DETROIT -- As Ford Motor Co. prepares to bring out 16 vehicles in North America this year, a handful of the company's most senior executives have changed the formula in an effort to assure trouble-free launches.
Joe Hinrichs, Ford president of the Americas, said the top bosses are getting together earlier and more often in an attempt to root out problems that might otherwise languish without high-level intervention.
The group includes himself, COO and next CEO Mark Fields, manufacturing boss John Fleming, purchasing chief Hau Thai-Tang, product development head Raj Nair and quality boss Bennie Fowler.
"We've been working hard earlier in the process, getting the leadership together because ultimately they're leadership decisions," said Hinrichs.
Taking action early in the process is a key goal, Hinrichs said: "If you wait too long to make a decision about where you really are in a program, it all ends up falling on the actual launch itself in the plant."
Ford calls this year's launch schedule the most ambitious in its history. Key vehicles include the 2015 aluminum F-150 pickup, the Lincoln MKC crossover, the Mustang and the Transit commercial van.

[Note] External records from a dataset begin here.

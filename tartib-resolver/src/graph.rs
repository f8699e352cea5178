//! The dependency graph.
//!
//! One node per component type, children pointing at the types its
//! constructor needs. Nodes live in an arena and are addressed by
//! [`NodeId`]; a key index deduplicates, so node identity is unique per
//! component type. The graph may hold several disconnected subgraphs.
//!
//! Assembly cannot fail: anything that could go wrong was already caught
//! during metadata extraction.

use std::collections::HashMap;

use tracing::debug;

use crate::key::ComponentKey;
use crate::metadata::ComponentMetadata;

/// Index of a node within the graph arena.
#[derive(Clone, Copy, PartialEq, Eq, Debug)]
pub(crate) struct NodeId(usize);

/// One component type and the nodes it depends on.
pub(crate) struct DependencyNode {
    key: ComponentKey,
    children: Vec<NodeId>,
}

/// Arena of dependency nodes, deduplicated by component type.
pub(crate) struct DependencyGraph {
    nodes: Vec<DependencyNode>,
    index: HashMap<ComponentKey, NodeId>,
}

impl DependencyGraph {
    pub fn new() -> Self {
        Self {
            nodes: Vec::new(),
            index: HashMap::new(),
        }
    }

    /// Builds the graph for a run.
    ///
    /// Candidates are registered first, in registration order, so that
    /// node ids follow that order; the second pass attaches children in
    /// each component's dependency order. Every dependency is itself a
    /// candidate, so the second pass never creates nodes.
    pub fn assemble(
        metadata: &HashMap<ComponentKey, ComponentMetadata>,
        order: &[ComponentKey],
    ) -> Self {
        let mut graph = Self::new();

        for key in order {
            graph.register(key);
        }

        for key in order {
            let parent = graph.register(key);
            if let Some(meta) = metadata.get(key) {
                for dependency in &meta.dependencies {
                    let child = graph.register(dependency);
                    graph.attach(parent, child);
                }
            }
        }

        debug!(nodes = graph.len(), "Assembled dependency graph");
        graph
    }

    /// Returns the node for `key`, creating it if absent.
    pub fn register(&mut self, key: &ComponentKey) -> NodeId {
        if let Some(id) = self.index.get(key) {
            return *id;
        }
        let id = NodeId(self.nodes.len());
        self.nodes.push(DependencyNode {
            key: key.clone(),
            children: Vec::new(),
        });
        self.index.insert(key.clone(), id);
        id
    }

    /// Attaches `child` as a dependency of `parent`.
    pub fn attach(&mut self, parent: NodeId, child: NodeId) {
        self.nodes[parent.0].children.push(child);
    }

    pub fn key(&self, node: NodeId) -> &ComponentKey {
        &self.nodes[node.0].key
    }

    pub fn children(&self, node: NodeId) -> &[NodeId] {
        &self.nodes[node.0].children
    }

    /// Looks up the node for `key`, if registered.
    pub fn node(&self, key: &ComponentKey) -> Option<NodeId> {
        self.index.get(key).copied()
    }

    pub fn len(&self) -> usize {
        self.nodes.len()
    }

    /// All node ids, in registration order.
    pub fn ids(&self) -> impl Iterator<Item = NodeId> + '_ {
        (0..self.nodes.len()).map(NodeId)
    }
}

#[cfg(test)]
mod tests {
    use super::*;
    use std::collections::HashSet;

    use crate::descriptor::ComponentDescriptor;
    use crate::metadata;

    struct A;
    struct B;
    struct C;
    struct D;

    fn meta_for(
        descriptors: &[ComponentDescriptor],
    ) -> (HashMap<ComponentKey, ComponentMetadata>, Vec<ComponentKey>) {
        let candidates: HashSet<ComponentKey> =
            descriptors.iter().map(|d| d.key().clone()).collect();
        let order: Vec<ComponentKey> = descriptors.iter().map(|d| d.key().clone()).collect();
        let table = descriptors
            .iter()
            .map(|d| (d.key().clone(), metadata::extract(d, &candidates).unwrap()))
            .collect();
        (table, order)
    }

    #[test]
    fn register_deduplicates_nodes() {
        let mut graph = DependencyGraph::new();
        let first = graph.register(&ComponentKey::of::<A>());
        let second = graph.register(&ComponentKey::of::<A>());
        assert_eq!(first, second);
        assert_eq!(graph.len(), 1);
    }

    #[test]
    fn attach_keeps_dependency_order() {
        let mut graph = DependencyGraph::new();
        let a = graph.register(&ComponentKey::of::<A>());
        let b = graph.register(&ComponentKey::of::<B>());
        let c = graph.register(&ComponentKey::of::<C>());
        graph.attach(a, b);
        graph.attach(a, c);

        assert_eq!(graph.children(a), &[b, c]);
        assert_eq!(graph.key(b), &ComponentKey::of::<B>());
    }

    #[test]
    fn assemble_diamond() {
        // A depends on B and C, both depend on D.
        let (table, order) = meta_for(&[
            ComponentDescriptor::new::<A>(|_| Ok(A))
                .dependency::<B>("b")
                .dependency::<C>("c"),
            ComponentDescriptor::new::<B>(|_| Ok(B)).dependency::<D>("d"),
            ComponentDescriptor::new::<C>(|_| Ok(C)).dependency::<D>("d"),
            ComponentDescriptor::new::<D>(|_| Ok(D)),
        ]);

        let graph = DependencyGraph::assemble(&table, &order);
        assert_eq!(graph.len(), 4);

        let a = graph.node(&ComponentKey::of::<A>()).unwrap();
        let b = graph.node(&ComponentKey::of::<B>()).unwrap();
        let c = graph.node(&ComponentKey::of::<C>()).unwrap();
        let d = graph.node(&ComponentKey::of::<D>()).unwrap();

        assert_eq!(graph.children(a), &[b, c]);
        assert_eq!(graph.children(b), &[d]);
        assert_eq!(graph.children(c), &[d]);
        assert!(graph.children(d).is_empty());
    }

    #[test]
    fn node_ids_follow_registration_order() {
        let (table, order) = meta_for(&[
            ComponentDescriptor::new::<B>(|_| Ok(B)),
            ComponentDescriptor::new::<A>(|_| Ok(A)).dependency::<B>("b"),
        ]);

        let graph = DependencyGraph::assemble(&table, &order);
        let ids: Vec<NodeId> = graph.ids().collect();
        assert_eq!(graph.key(ids[0]), &ComponentKey::of::<B>());
        assert_eq!(graph.key(ids[1]), &ComponentKey::of::<A>());
    }
}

Ford's most conspicuous botched launch was the 2013 Lincoln MKZ. Parts shortages and quality glitches overwhelmed quality processes at the plant in Hermosillo, Mexico. Delivery of the car -- Lincoln's contender in the highly competitive entry-luxury sedan market -- was delayed at least three months.

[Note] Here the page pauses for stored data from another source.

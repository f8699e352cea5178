//! Error types for resolution runs.
//!
//! Every failure aborts the whole run: there is no retry and no partial
//! result. The two kinds a caller is expected to handle are
//! [`ResolveError::MissingDependency`] and [`ResolveError::DependencyCycle`];
//! both are startup-time configuration faults.

use std::fmt;

use tartib_support::rendering::{render_chain, shorten_type_name};

use crate::key::ComponentKey;

/// Main error type for resolution operations.
#[derive(Debug, thiserror::Error)]
pub enum ResolveError {
    /// A constructor parameter has neither a known component type nor a
    /// default value.
    #[error("{}", .0)]
    MissingDependency(MissingDependencyError),

    /// A component was reached while still active on the construction path.
    #[error("{}", .0)]
    DependencyCycle(DependencyCycleError),

    /// A construct closure failed, or an argument did not downcast to the
    /// type the closure asked for.
    #[error("Failed to construct {key}: {source}")]
    ConstructionFailed {
        key: ComponentKey,
        #[source]
        source: Box<dyn std::error::Error + Send + Sync>,
    },

    /// Two descriptors were registered for the same component type.
    #[error("{}", .0)]
    DuplicateComponent(DuplicateComponentError),

    /// An instance for this component was already stored this run.
    #[error("Component already constructed: {0}")]
    AlreadyConstructed(ComponentKey),
}

impl ResolveError {
    /// Builds a [`ResolveError::ConstructionFailed`] for `key`.
    ///
    /// Construct closures use this to report their own failures:
    ///
    /// ```rust,ignore
    /// ComponentDescriptor::new::<Database>(|args| {
    ///     let url: String = args.value(0)?;
    ///     Database::connect(&url)
    ///         .map_err(|e| ResolveError::construction(args.owner().clone(), e))
    /// })
    /// ```
    pub fn construction(
        key: ComponentKey,
        source: impl Into<Box<dyn std::error::Error + Send + Sync>>,
    ) -> Self {
        ResolveError::ConstructionFailed {
            key,
            source: source.into(),
        }
    }
}

/// A constructor parameter that cannot be satisfied.
///
/// Raised during metadata extraction, before anything is constructed.
#[derive(Debug)]
pub struct MissingDependencyError {
    /// The component whose constructor declares the parameter.
    pub owner: ComponentKey,
    /// The parameter's name in the descriptor.
    pub parameter: &'static str,
    /// The declared type that is neither a candidate nor defaulted.
    pub missing: ComponentKey,
    /// Candidate type names similar to the missing one.
    pub suggestions: Vec<String>,
}

impl fmt::Display for MissingDependencyError {
    fn fmt(&self, f: &mut fmt::Formatter<'_>) -> fmt::Result {
        write!(
            f,
            "Missing dependency: parameter `{}` of {} needs {}, which is not a registered component and has no default",
            self.parameter,
            shorten_type_name(self.owner.type_name()),
            shorten_type_name(self.missing.type_name()),
        )?;

        if !self.suggestions.is_empty() {
            write!(f, "\n  Did you mean one of:")?;
            for suggestion in &self.suggestions {
                write!(f, "\n    - {}", shorten_type_name(suggestion))?;
            }
        }

        write!(
            f,
            "\n  Hint: register a descriptor for {} or give `{}` a default value",
            shorten_type_name(self.missing.type_name()),
            self.parameter,
        )
    }
}

/// A dependency cycle, reported as the path that closed it.
///
/// The chain runs from the first occurrence of the repeated component
/// through the repeat itself, e.g. `[A, B, C, A]`.
#[derive(Debug)]
pub struct DependencyCycleError {
    pub chain: Vec<ComponentKey>,
}

impl fmt::Display for DependencyCycleError {
    fn fmt(&self, f: &mut fmt::Formatter<'_>) -> fmt::Result {
        let names: Vec<String> = self
            .chain
            .iter()
            .map(|k| shorten_type_name(k.type_name()))
            .collect();

        write!(f, "Dependency cycle detected:\n  {}", render_chain(&names))?;
        write!(f, "\n  Hint: break the cycle by restructuring one of these components")
    }
}

/// Two descriptors registered for one component type.
#[derive(Debug)]
pub struct DuplicateComponentError {
    pub key: ComponentKey,
}

impl fmt::Display for DuplicateComponentError {
    fn fmt(&self, f: &mut fmt::Formatter<'_>) -> fmt::Result {
        write!(
            f,
            "Component registered twice: {}\n  Hint: each component type takes exactly one descriptor per run",
            self.key,
        )
    }
}

/// Convenient Result type for resolution operations.
pub type Result<T> = std::result::Result<T, ResolveError>;

#[cfg(test)]
mod tests {
    use super::*;

    #[test]
    fn missing_dependency_display() {
        let err = ResolveError::MissingDependency(MissingDependencyError {
            owner: ComponentKey::of::<Vec<u8>>(),
            parameter: "source",
            missing: ComponentKey::of::<String>(),
            suggestions: vec![],
        });

        let msg = format!("{err}");
        assert!(msg.contains("Missing dependency"));
        assert!(msg.contains("`source`"));
        assert!(msg.contains("String"));
        assert!(msg.contains("Hint"));
    }

    #[test]
    fn missing_dependency_lists_suggestions() {
        let err = MissingDependencyError {
            owner: ComponentKey::of::<Vec<u8>>(),
            parameter: "db",
            missing: ComponentKey::of::<String>(),
            suggestions: vec!["app::Strung".to_string()],
        };

        let msg = format!("{err}");
        assert!(msg.contains("Did you mean"));
        assert!(msg.contains("Strung"));
    }

    #[test]
    fn dependency_cycle_display() {
        let err = ResolveError::DependencyCycle(DependencyCycleError {
            chain: vec![
                ComponentKey::of::<String>(),
                ComponentKey::of::<i32>(),
                ComponentKey::of::<String>(),
            ],
        });

        let msg = format!("{err}");
        assert!(msg.contains("cycle"));
        assert!(msg.contains("→"));
        assert!(msg.contains("String → i32 → String"));
    }

    #[test]
    fn construction_failed_display() {
        let err = ResolveError::construction(ComponentKey::of::<i32>(), "boom");
        let msg = format!("{err}");
        assert!(msg.contains("Failed to construct"));
        assert!(msg.contains("boom"));
    }

    #[test]
    fn duplicate_component_display() {
        let err = ResolveError::DuplicateComponent(DuplicateComponentError {
            key: ComponentKey::of::<i32>(),
        });
        assert!(format!("{err}").contains("registered twice"));
    }
}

Ford said last week it is recalling nearly 700,000 Escapes and C-Max Hybrids for safety issues involving an airbag software glitch and improperly latching door handles; no deaths or injuries have been linked to the recall.
Ford's senior leadership team, as it strives to identify and fix problems early, needs to take responsibility for managing launch timetables and creating a culture where people aren't criticized for identifying problems, he said.
"It's hard to move a Job 1 date for a lot of reasons," Hinrichs said. "Everything is focused on that Job 1 date -- the manufacturing plan, the supply base plan, the marketing plan."
The biggest test of this process will be the launch of the 2015 aluminum F-150 pickup, due in dealerships by year end. One big hurdle will be getting Ford's aluminum suppliers -- primarily Alcoa and Novellis -- geared up to handle F-150 volumes, Hinrichs said.